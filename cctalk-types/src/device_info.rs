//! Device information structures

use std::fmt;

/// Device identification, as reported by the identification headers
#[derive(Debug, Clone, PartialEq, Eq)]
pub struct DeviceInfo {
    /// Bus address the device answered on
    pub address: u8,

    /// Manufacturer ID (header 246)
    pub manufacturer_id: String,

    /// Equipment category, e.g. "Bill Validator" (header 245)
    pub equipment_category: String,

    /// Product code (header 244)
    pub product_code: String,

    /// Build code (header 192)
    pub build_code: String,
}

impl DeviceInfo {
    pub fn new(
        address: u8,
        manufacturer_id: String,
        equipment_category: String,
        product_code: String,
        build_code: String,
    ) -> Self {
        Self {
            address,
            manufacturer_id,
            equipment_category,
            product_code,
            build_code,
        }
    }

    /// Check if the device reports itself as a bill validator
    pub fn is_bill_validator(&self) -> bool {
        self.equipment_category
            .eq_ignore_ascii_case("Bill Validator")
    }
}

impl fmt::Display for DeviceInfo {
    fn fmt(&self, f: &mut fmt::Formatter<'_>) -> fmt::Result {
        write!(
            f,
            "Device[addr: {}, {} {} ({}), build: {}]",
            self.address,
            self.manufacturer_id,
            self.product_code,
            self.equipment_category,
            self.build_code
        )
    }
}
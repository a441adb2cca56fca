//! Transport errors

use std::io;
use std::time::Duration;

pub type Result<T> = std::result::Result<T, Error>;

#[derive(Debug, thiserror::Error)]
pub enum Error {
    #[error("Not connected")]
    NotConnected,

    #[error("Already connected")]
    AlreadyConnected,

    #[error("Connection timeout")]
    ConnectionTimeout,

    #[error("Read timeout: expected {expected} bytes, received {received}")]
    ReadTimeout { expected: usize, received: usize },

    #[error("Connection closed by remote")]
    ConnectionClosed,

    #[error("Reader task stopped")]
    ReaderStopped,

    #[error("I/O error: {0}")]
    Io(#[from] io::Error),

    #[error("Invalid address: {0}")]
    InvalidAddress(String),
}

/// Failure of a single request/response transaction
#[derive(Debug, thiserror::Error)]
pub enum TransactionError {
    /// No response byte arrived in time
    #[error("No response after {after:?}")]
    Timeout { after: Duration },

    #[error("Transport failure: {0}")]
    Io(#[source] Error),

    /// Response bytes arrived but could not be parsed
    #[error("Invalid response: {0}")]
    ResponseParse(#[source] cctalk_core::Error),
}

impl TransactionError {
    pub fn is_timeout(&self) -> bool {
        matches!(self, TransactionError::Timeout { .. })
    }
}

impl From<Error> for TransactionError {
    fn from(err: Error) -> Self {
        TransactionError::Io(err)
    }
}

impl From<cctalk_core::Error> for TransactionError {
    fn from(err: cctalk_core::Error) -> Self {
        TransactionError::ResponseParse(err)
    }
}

· · ·

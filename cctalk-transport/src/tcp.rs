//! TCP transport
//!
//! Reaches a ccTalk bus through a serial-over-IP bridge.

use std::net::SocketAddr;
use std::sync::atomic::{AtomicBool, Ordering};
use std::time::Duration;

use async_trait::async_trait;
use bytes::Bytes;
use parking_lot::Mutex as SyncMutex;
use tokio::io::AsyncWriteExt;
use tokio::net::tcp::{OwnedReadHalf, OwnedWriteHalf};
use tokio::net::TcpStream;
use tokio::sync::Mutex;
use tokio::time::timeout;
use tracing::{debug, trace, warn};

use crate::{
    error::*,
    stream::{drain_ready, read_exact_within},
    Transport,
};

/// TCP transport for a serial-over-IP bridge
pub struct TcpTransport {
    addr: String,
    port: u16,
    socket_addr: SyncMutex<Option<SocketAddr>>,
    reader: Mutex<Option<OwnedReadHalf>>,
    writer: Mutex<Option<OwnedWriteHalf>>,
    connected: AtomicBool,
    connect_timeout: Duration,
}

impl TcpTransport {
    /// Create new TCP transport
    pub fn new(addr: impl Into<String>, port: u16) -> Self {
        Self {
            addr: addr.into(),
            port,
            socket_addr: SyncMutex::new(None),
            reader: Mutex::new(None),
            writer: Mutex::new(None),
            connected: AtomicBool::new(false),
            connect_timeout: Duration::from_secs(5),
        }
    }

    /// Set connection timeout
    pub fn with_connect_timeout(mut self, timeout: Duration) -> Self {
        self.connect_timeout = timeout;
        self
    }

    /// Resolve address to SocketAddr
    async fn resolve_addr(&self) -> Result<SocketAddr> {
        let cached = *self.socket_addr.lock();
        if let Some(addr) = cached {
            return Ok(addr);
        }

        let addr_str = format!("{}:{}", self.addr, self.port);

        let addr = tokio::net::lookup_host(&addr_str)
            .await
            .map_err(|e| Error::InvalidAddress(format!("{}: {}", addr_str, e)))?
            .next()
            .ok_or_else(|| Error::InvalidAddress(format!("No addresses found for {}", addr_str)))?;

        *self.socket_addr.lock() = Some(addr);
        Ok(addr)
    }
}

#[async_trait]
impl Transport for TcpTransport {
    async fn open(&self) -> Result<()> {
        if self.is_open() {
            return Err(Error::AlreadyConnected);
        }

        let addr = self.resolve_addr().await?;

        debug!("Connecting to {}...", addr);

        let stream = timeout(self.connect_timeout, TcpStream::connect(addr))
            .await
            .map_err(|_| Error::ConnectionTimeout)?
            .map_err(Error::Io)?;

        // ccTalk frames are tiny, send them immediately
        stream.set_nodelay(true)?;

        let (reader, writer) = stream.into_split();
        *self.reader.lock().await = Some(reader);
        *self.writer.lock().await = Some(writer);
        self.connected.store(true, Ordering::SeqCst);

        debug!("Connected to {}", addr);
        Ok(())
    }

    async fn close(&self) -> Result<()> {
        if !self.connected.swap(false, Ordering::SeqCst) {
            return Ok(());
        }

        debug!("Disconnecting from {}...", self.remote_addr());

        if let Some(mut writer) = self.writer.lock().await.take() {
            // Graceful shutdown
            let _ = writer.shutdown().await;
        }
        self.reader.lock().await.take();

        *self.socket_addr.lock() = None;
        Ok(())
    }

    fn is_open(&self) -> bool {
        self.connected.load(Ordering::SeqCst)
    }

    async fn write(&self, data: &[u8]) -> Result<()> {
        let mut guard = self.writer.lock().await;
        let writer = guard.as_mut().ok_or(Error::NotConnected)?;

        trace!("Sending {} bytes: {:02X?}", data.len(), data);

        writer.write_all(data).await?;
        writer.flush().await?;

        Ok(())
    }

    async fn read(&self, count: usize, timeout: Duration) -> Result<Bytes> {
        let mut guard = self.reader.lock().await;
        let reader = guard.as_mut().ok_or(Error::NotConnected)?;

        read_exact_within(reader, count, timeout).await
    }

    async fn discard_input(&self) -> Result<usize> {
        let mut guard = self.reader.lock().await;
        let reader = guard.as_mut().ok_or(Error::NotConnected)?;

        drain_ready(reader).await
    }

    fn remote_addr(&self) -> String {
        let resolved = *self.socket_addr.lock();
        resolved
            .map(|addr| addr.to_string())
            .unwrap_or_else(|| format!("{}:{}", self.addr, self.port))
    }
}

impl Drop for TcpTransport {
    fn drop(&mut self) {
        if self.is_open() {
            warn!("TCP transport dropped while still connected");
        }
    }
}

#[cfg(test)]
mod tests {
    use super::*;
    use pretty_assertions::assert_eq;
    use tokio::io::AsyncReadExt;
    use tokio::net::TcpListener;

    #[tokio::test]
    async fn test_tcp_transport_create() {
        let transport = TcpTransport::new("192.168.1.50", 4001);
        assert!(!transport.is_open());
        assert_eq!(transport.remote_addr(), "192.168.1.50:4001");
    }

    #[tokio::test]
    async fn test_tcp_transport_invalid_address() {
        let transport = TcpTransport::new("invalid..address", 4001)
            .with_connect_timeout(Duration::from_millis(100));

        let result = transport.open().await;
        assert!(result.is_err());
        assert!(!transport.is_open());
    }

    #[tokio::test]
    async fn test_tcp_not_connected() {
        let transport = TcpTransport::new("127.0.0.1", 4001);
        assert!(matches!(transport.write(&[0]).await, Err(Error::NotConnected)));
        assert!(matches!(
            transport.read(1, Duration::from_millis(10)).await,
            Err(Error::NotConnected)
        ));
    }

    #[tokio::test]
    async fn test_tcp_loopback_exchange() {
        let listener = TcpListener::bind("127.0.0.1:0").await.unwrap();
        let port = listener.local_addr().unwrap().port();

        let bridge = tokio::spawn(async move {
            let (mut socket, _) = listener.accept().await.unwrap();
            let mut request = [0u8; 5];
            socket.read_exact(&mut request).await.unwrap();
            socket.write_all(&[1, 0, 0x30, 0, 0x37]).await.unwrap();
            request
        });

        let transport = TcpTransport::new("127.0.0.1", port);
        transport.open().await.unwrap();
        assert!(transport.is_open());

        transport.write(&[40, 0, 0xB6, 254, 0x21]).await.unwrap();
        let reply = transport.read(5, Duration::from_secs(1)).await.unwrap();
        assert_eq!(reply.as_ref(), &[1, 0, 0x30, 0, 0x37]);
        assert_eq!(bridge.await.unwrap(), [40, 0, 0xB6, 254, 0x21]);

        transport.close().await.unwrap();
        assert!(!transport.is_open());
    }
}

· · ·

WORK ORDER: Among the lines above, return each one holding the string "Ordering".

TASK OUTPUT:
use std::sync::atomic::{AtomicBool, Ordering};
        self.connected.store(true, Ordering::SeqCst);
        if !self.connected.swap(false, Ordering::SeqCst) {
        self.connected.load(Ordering::SeqCst)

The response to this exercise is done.